Stephen King’s advice whenever anyone asks him what it takes to be a writer is to JUST WRITE. Write consistently, write all the time. Write. Write. Write. Doesn’t mean you’ll reach the level Mr. King reached, but if you don’t write, you’ll never know.

I AM a writer. When I sit down and take a stab at putting words to the page, I’m a writer. (I’ve actually written a total of ONE book, published.) I love to edit. (I’ll admit here: I do edit spelling and punctuation. The ideas though, no planning and very little forethought this time around.) I also love to “dump.” (That’s writing whatever comes and leaving it be. See: this blog so far.)

This week’s writing brings my attempt at being consistent in writing weekly dumps to WEEK FOUR. As in, I’ve posted something four weeks IN A ROW. I aimed for Wednesday as my weekly writing day. Two of those Wednesdays landed on holidays. And yesterday I was driving home from a visit, and the thought didn’t occur to me until it was too late to write (my brain was mush). And, here we are.

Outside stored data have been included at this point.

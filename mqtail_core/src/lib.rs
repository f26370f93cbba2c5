//! # mqtail core
//!
//! The core pipeline for the mqtail log relay daemon: a log tailer that
//! assembles transaction records from interleaved fragments and forwards
//! them to a message queue backend.
//!
//! The building blocks, in data-flow order:
//!
//! - **Pool**: pre-allocated entry and chunk storage with freelists, so
//!   the hot path never allocates
//! - **Assembler**: the reader-side API for opening, appending to and
//!   submitting records
//! - **Queue**: a single-producer multiple-consumer queue connecting the
//!   reader to the worker threads
//! - **Workers**: threads that serialize records and send them to the
//!   backend, with per-slot restart supervision
//! - **Backend**: the pluggable message queue interface and the bundled
//!   file backend
//! - **Monitor**: periodic statistics logging
//!
//! ## Quick Start
//!
//! ```rust,no_run
//! use std::sync::Arc;
//! use mqtail_core::{FileBackend, Pipeline, RelayConfig};
//!
//! # fn main() -> mqtail_core::MqtailResult<()> {
//! let config = RelayConfig::default();
//! let backend = Arc::new(FileBackend::new(&config.output_file, config.partitions));
//! let (mut pipeline, mut asm) = Pipeline::start(&config, backend)?;
//!
//! let mut entry = asm.open_record(4711).ok_or_else(|| {
//!     mqtail_core::MqtailError::memory("no free record entries")
//! })?;
//! match asm.append(&mut entry, b"url=/index.html") {
//!     Ok(()) => asm.submit(entry),
//!     Err(_) => asm.discard(entry),
//! }
//! asm.flush();
//!
//! pipeline.tick()?;
//! pipeline.shutdown(asm);
//! # Ok(())
//! # }
//! ```

pub mod assembler;
pub mod backend;
pub mod config;
pub mod error;
pub mod monitor;
pub mod pool;
pub mod queue;
pub mod worker;

mod pipeline;

pub use assembler::{AppendError, Assembler, ReaderStats};
pub use backend::{partition_for_key, FileBackend, MqBackend, MqWorker, SendError};
pub use config::RelayConfig;
pub use error::{MqtailError, MqtailResult};
pub use monitor::Monitor;
pub use pipeline::Pipeline;
pub use pool::{Entry, EntryState, Pool, PoolConfig, PoolStats};
pub use queue::{QueueProducer, SpmcQueue};
pub use worker::{Supervisor, WorkerSlot, WorkerState, WorkerStats};

// Re-export serde_yaml so binaries parse auxiliary YAML with the same
// version the config layer uses
pub use serde_yaml;
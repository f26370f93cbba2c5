//! Worker threads
//!
//! Each worker drains the SPMC queue, serializes entry payloads and
//! sends them to the backend. Send failures are classified by the
//! backend: a recoverable error discards that one record and keeps the
//! connection; a non-recoverable error triggers one reconnect and one
//! resend, after which a still-failing worker marks itself failed and
//! exits, leaving restart decisions to the supervisor. On shutdown the
//! queue is fully drained before the worker exits, so no submitted
//! record is silently dropped.
//!
//! Entries and chunks are recycled back to the freelists on every path,
//! including failed sends. Buffers must never leak across a backend
//! outage.

mod supervisor;

pub use supervisor::Supervisor;

use std::sync::atomic::{AtomicBool, AtomicU32, AtomicU64, AtomicU8, Ordering};
use std::sync::Arc;

use crate::backend::{MqBackend, MqWorker, SendError};
use crate::pool::{Entry, LocalCache, Pool};
use crate::queue::SpmcQueue;

/// Lifecycle state of a worker slot. `Abandoned` is terminal and only
/// ever entered by the supervisor's restart policy.
#[derive(Debug, Clone, Copy, PartialEq, Eq)]
#[repr(u8)]
pub enum WorkerState {
    NotStarted = 0,
    Initializing = 1,
    Running = 2,
    Waiting = 3,
    ShuttingDown = 4,
    Exited = 5,
    Abandoned = 6,
}

impl WorkerState {
    fn from_u8(v: u8) -> WorkerState {
        match v {
            0 => WorkerState::NotStarted,
            1 => WorkerState::Initializing,
            2 => WorkerState::Running,
            3 => WorkerState::Waiting,
            4 => WorkerState::ShuttingDown,
            5 => WorkerState::Exited,
            _ => WorkerState::Abandoned,
        }
    }

    /// Human-readable state name for logs
    pub fn name(&self) -> &'static str {
        match self {
            WorkerState::NotStarted => "not started",
            WorkerState::Initializing => "initializing",
            WorkerState::Running => "running",
            WorkerState::Waiting => "waiting",
            WorkerState::ShuttingDown => "shutting down",
            WorkerState::Exited => "exited",
            WorkerState::Abandoned => "abandoned",
        }
    }
}

/// Per-worker counters, mutated by the owning thread and read by the
/// monitor and supervisor.
#[derive(Default)]
pub struct WorkerStats {
    /// Records dequeued
    pub deqs: AtomicU64,
    /// Times the worker went to sleep on the queue
    pub waits: AtomicU64,
    /// Records sent successfully
    pub sends: AtomicU64,
    /// Records discarded after a failed send
    pub fails: AtomicU64,
    /// Recoverable send errors (record lost, connection kept)
    pub recoverables: AtomicU64,
    /// Successful reconnects after a non-recoverable error
    pub reconnects: AtomicU64,
}

impl WorkerStats {
    fn bump(counter: &AtomicU64) {
        counter.fetch_add(1, Ordering::Relaxed);
    }

    pub(crate) fn reset(&self) {
        self.deqs.store(0, Ordering::Relaxed);
        self.waits.store(0, Ordering::Relaxed);
        self.sends.store(0, Ordering::Relaxed);
        self.fails.store(0, Ordering::Relaxed);
        self.recoverables.store(0, Ordering::Relaxed);
        self.reconnects.store(0, Ordering::Relaxed);
    }
}

/// Shared descriptor for one worker slot. The worker thread mutates its
/// own state and counters; the supervisor touches the state and the
/// restart counter only while the slot's thread is not running.
pub struct WorkerSlot {
    /// 1-based worker number, stable across restarts of the slot
    pub id: usize,
    state: AtomicU8,
    failed: AtomicBool,
    restarts: AtomicU32,
    /// Per-worker counters
    pub stats: WorkerStats,
}

impl WorkerSlot {
    pub(crate) fn new(id: usize) -> Arc<WorkerSlot> {
        Arc::new(WorkerSlot {
            id,
            state: AtomicU8::new(WorkerState::NotStarted as u8),
            failed: AtomicBool::new(false),
            restarts: AtomicU32::new(0),
            stats: WorkerStats::default(),
        })
    }

    /// Current lifecycle state
    pub fn state(&self) -> WorkerState {
        WorkerState::from_u8(self.state.load(Ordering::Acquire))
    }

    pub(crate) fn set_state(&self, state: WorkerState) {
        self.state.store(state as u8, Ordering::Release);
    }

    /// Whether the last run of this slot ended in failure
    pub fn failed(&self) -> bool {
        self.failed.load(Ordering::Acquire)
    }

    pub(crate) fn set_failed(&self, failed: bool) {
        self.failed.store(failed, Ordering::Release);
    }

    /// How many times this slot has been restarted
    pub fn restarts(&self) -> u32 {
        self.restarts.load(Ordering::Acquire)
    }

    pub(crate) fn note_restart(&self) {
        self.restarts.fetch_add(1, Ordering::AcqRel);
    }

    /// One stats line for the monitor
    pub fn log_stats(&self) {
        log::info!(
            "Worker {} ({}): seen={} waits={} sent={} failed={} recoverables={} reconnects={} restarts={}",
            self.id,
            self.state().name(),
            self.stats.deqs.load(Ordering::Relaxed),
            self.stats.waits.load(Ordering::Relaxed),
            self.stats.sends.load(Ordering::Relaxed),
            self.stats.fails.load(Ordering::Relaxed),
            self.stats.recoverables.load(Ordering::Relaxed),
            self.stats.reconnects.load(Ordering::Relaxed),
            self.restarts(),
        );
    }
}

/// Everything a worker thread needs, built fresh per spawn.
pub(crate) struct WorkerContext {
    pub slot: Arc<WorkerSlot>,
    pub pool: Arc<Pool>,
    pub queue: Arc<SpmcQueue>,
    pub backend: Arc<dyn MqBackend>,
    /// Freelist cache return threshold for this worker
    pub cache_high: usize,
}

/// Outcome of processing one record, deciding whether the worker loop
/// continues.
#[derive(PartialEq, Eq)]
enum Disposition {
    Continue,
    /// Connection unusable even after reconnect; stop this worker
    Stop,
}

/// Worker thread body: initialize the backend connection, drain the
/// queue until halted, then drain what remains and shut down.
pub(crate) fn wrk_main(ctx: WorkerContext) {
    let slot = Arc::clone(&ctx.slot);
    log::info!("Worker {}: starting", slot.id);
    slot.set_failed(false);
    slot.set_state(WorkerState::Initializing);

    let mut conn = match ctx.backend.worker_init(slot.id) {
        Ok(conn) => conn,
        Err(e) => {
            log::error!("Worker {}: cannot initialize queue connection: {}", slot.id, e);
            slot.set_failed(true);
            slot.set_state(WorkerState::Exited);
            return;
        }
    };
    log_connection(conn.as_ref(), slot.id);

    let mut cache = ctx.pool.local_cache(ctx.cache_high);
    let mut buf: Vec<u8> = Vec::with_capacity(ctx.pool.max_reclen());

    // announce to the queue's wake heuristics; retracted on exit
    ctx.queue.note_worker_up();
    slot.set_state(WorkerState::Running);
    let mut stopped = false;
    while ctx.queue.running() {
        match ctx.queue.dequeue() {
            Some(entry) => {
                WorkerStats::bump(&slot.stats.deqs);
                if send_record(&ctx, conn.as_mut(), &mut cache, &mut buf, entry)
                    == Disposition::Stop
                {
                    stopped = true;
                    break;
                }
            }
            None => {
                // queue visibly empty; sleep until the producer wakes us
                // or shutdown is signaled
                slot.set_state(WorkerState::Waiting);
                WorkerStats::bump(&slot.stats.waits);
                ctx.queue.wait_for_data();
                slot.set_state(WorkerState::Running);
            }
        }
    }

    if !stopped {
        // shutdown: drain everything still queued so nothing submitted
        // is silently lost
        slot.set_state(WorkerState::ShuttingDown);
        while let Some(entry) = ctx.queue.dequeue() {
            WorkerStats::bump(&slot.stats.deqs);
            if send_record(&ctx, conn.as_mut(), &mut cache, &mut buf, entry)
                == Disposition::Stop
            {
                break;
            }
        }
    }

    ctx.queue.note_worker_down();
    cache.flush();
    if let Err(e) = conn.shutdown() {
        log::error!("Worker {}: backend worker shutdown failed: {}", slot.id, e);
        slot.set_failed(true);
    }
    log::info!("Worker {}: exiting", slot.id);
    slot.set_state(WorkerState::Exited);
}

/// Log the backend's version and connection identity at connect time;
/// failures here are noted but never fatal.
fn log_connection(conn: &dyn MqWorker, id: usize) {
    match conn.version() {
        Ok(version) => log::info!("Worker {}: backend version {}", id, version),
        Err(e) => log::warn!("Worker {}: cannot get backend version: {}", id, e),
    }
    match conn.client_id() {
        Ok(client) => log::info!("Worker {}: connected as {}", id, client),
        Err(e) => log::warn!("Worker {}: cannot get client ID: {}", id, e),
    }
}

/// Send one record with the reconnect-once-retry-once policy, then
/// recycle the entry whatever happened.
fn send_record(
    ctx: &WorkerContext,
    conn: &mut dyn MqWorker,
    cache: &mut LocalCache,
    buf: &mut Vec<u8>,
    entry: Entry,
) -> Disposition {
    let slot = &ctx.slot;
    entry.copy_payload_into(buf);

    let disposition = match conn.send(buf, entry.key()) {
        Ok(()) => {
            WorkerStats::bump(&slot.stats.sends);
            log::debug!("Worker {}: sent XID={} ({} bytes)", slot.id, entry.xid(), buf.len());
            Disposition::Continue
        }
        Err(SendError::Recoverable(msg)) => {
            WorkerStats::bump(&slot.stats.recoverables);
            log::warn!("Worker {}: recoverable send error: {}", slot.id, msg);
            log_discard(slot.id, &entry, buf);
            Disposition::Continue
        }
        Err(SendError::Fatal(msg)) => {
            log::error!("Worker {}: failed to send data: {}", slot.id, msg);
            retry_after_reconnect(ctx, conn, &entry, buf)
        }
    };

    ctx.pool.stats().note_released();
    cache.recycle_entry(entry);
    disposition
}

/// Recovery procedure after a non-recoverable send error: reconnect,
/// and if that works retry the same record exactly once.
fn retry_after_reconnect(
    ctx: &WorkerContext,
    conn: &mut dyn MqWorker,
    entry: &Entry,
    buf: &[u8],
) -> Disposition {
    let slot = &ctx.slot;
    match conn.reconnect() {
        Err(e) => {
            log::error!("Worker {}: reconnect failed: {}", slot.id, e);
            WorkerStats::bump(&slot.stats.fails);
            log_discard(slot.id, entry, buf);
            slot.set_failed(true);
            Disposition::Stop
        }
        Ok(()) => {
            WorkerStats::bump(&slot.stats.reconnects);
            log_connection(conn, slot.id);
            match conn.send(buf, entry.key()) {
                Ok(()) => {
                    WorkerStats::bump(&slot.stats.sends);
                    Disposition::Continue
                }
                Err(SendError::Recoverable(msg)) => {
                    WorkerStats::bump(&slot.stats.recoverables);
                    log::warn!("Worker {}: recoverable send error on retry: {}", slot.id, msg);
                    log_discard(slot.id, entry, buf);
                    Disposition::Continue
                }
                Err(SendError::Fatal(msg)) => {
                    log::error!("Worker {}: send failed again after reconnect: {}", slot.id, msg);
                    WorkerStats::bump(&slot.stats.fails);
                    log_discard(slot.id, entry, buf);
                    slot.set_failed(true);
                    Disposition::Stop
                }
            }
        }
    }
}

fn log_discard(id: usize, entry: &Entry, buf: &[u8]) {
    log::error!(
        "Worker {}: data DISCARDED XID={} [{}]",
        id,
        entry.xid(),
        String::from_utf8_lossy(buf)
    );
}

There were ideas during the past week of what I might write about that never really stuck. I’d like to delve into fiction, make up a story. I used to be really prolific as a teenager, writing multi-character tales in spiral notebook after spiral notebook about a tough female police detective and the two men who vied for her affections while she solved complex crimes.

I also heard a really good line in someone else’s book about tree seeds and the need for fire to allow those seeds to sprout and make new seeds by breaking down the protective hulls, and how often humans have to go through the fire (breakdown) in order to grow stronger (heal), and I thought I could make that into something deep and meaningful (I still could).

In the end, I decided to just write about writing. By actually writing. I’ve written many poems, which were all written during painfully emotional periods of my life. I have tried to write poems during times of joy, but it never conveys my feelings in quite the same way as sorrow and despair do.

Here is a poem I wrote after my sister took her life:

My feelings of sorrow. Her life cut short.

That’s part of what it takes to be a writer, I think. Being able to dig in to the real feelings and emotions and being willing to share that honesty, even when it hurts. Want to write a love story? Remember all the truths of your feelings and emotions in the triumphs and challenges of being in a relationship. Want to write a novel about a tough female police detective? Watch a LOT of television crime dramas.

Oh, watching a show (movie, television, shorts on YouTube, whatever) and writing. Last night husband and I watched an episode of a show with an idea that a planet is hiding inside of a space storm. What a fantastic idea for a story!! Except that it’s been done, and I’d want it to be original and fresh. Which it can be if I wait a while and carve out a plot in which this idea has a great story. Why would a planet need to hide in a manufactured space storm?

Stuff like that, ideas for stories and poems, is all around us. In real life and in movies that were already produced.

I’m running out of steam and words and ideas. For now. Plus, I want to eat lunch. And since I’m not holding these and editing them, now seems as good a time as any to wrap it up.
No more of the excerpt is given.